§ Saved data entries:
%%

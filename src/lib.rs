pub mod config;
pub mod error;
pub mod llm;
pub mod persona;
pub mod registry;
pub mod session;
pub mod store;

pub use error::{ConfigError, LlmError, SessionError, StoreError};
pub use llm::{Message, ModelClient, Role};
pub use registry::{BackendDescriptor, BackendKind, BackendRegistry};
pub use session::ChatSession;
pub use store::ConversationStore;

%%

Set the data down once more, exactly as it stands.

filename src/lib.rs
pub mod config;
pub mod error;
pub mod llm;
pub mod persona;
pub mod registry;
pub mod session;
pub mod store;

pub use error::{ConfigError, LlmError, SessionError, StoreError};
pub use llm::{Message, ModelClient, Role};
pub use registry::{BackendDescriptor, BackendKind, BackendRegistry};
pub use session::ChatSession;
pub use store::ConversationStore;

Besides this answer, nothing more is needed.